Whistleblower case: Infy woes mount as auditing regulator, SEC begin probe

Infosys CEO Salil Parekh
Trouble continues to mount for Infosys, hit by allegations of unethical practices by a whistle-blower. After the Indian market regulator, now the US Securities and Exchange Commission (SEC) has initiated a probe into the allegations, even as the central government has directed the newly formed auditing regulator National Financial Reporting Authority (NFRA) to look into the charges of wrong accounting practices at the firm.

“The company has been in touch with the SEC regarding the anonymous whistle-blower complaint and has learnt that the SEC has initiated an investigation into this matter. The company will cooperate with the investigation," Infosys said in an exchange filing on Thursday. 

"Also, Sebi (Securities and Exchange Board of India) has requested additional information from the company concerning the anonymous complaint, which it will provide,” it added. 

Responding to the BSE, which had demanded a clarification from the company for non-disclosure of the whistle-blower complaint to the exchanges, Infosys on Thursday said the company was not obliged under the law to give such disclosure until the completion of the investigation.

“Before conclusion of the investigation of the generalised allegations in the complaints, a disclosure under Regulation 30 of the LODR (listing obligations and disclosure requirements) Regulations was not required," it said in a filing. "The disclosure made on October 22, 2019, was to respond to multiple media inquiries and reports."  

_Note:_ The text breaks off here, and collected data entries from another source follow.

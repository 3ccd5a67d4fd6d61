/// Database model definitions.
pub mod models;
/// Session persistence contract and its backends.
pub mod session_store;
/// Storage abstraction layer for database operations.
pub mod storage;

The Bengaluru-headquartered firm said it complied with its whistle-blower policy through placing the complaint before the audit committee of its board. 

Infosys received some support from ace investor Rakesh Jhunjhunwala. “Sebi should not entertain such baseless complaints of whistle-blower and should make enquiry of all trades done on that day. This is being done purposely,” he said in an interview to a TV channel.

Dipti Lavya Swain, securities law expert and partner at HSA Advocates, said, “Depending on the magnitude of breaches and quantum of information involved, a show-cause notice from Sebi till the final order may require a few weeks in ordinary cases. However, for a company like Infosys, the process is likely to take a little longer.” The charges pressed against the company in the SEC seem to be much wider and will thus require more time for completion, said legal experts. Sources said Infosys was building up a strong legal defence.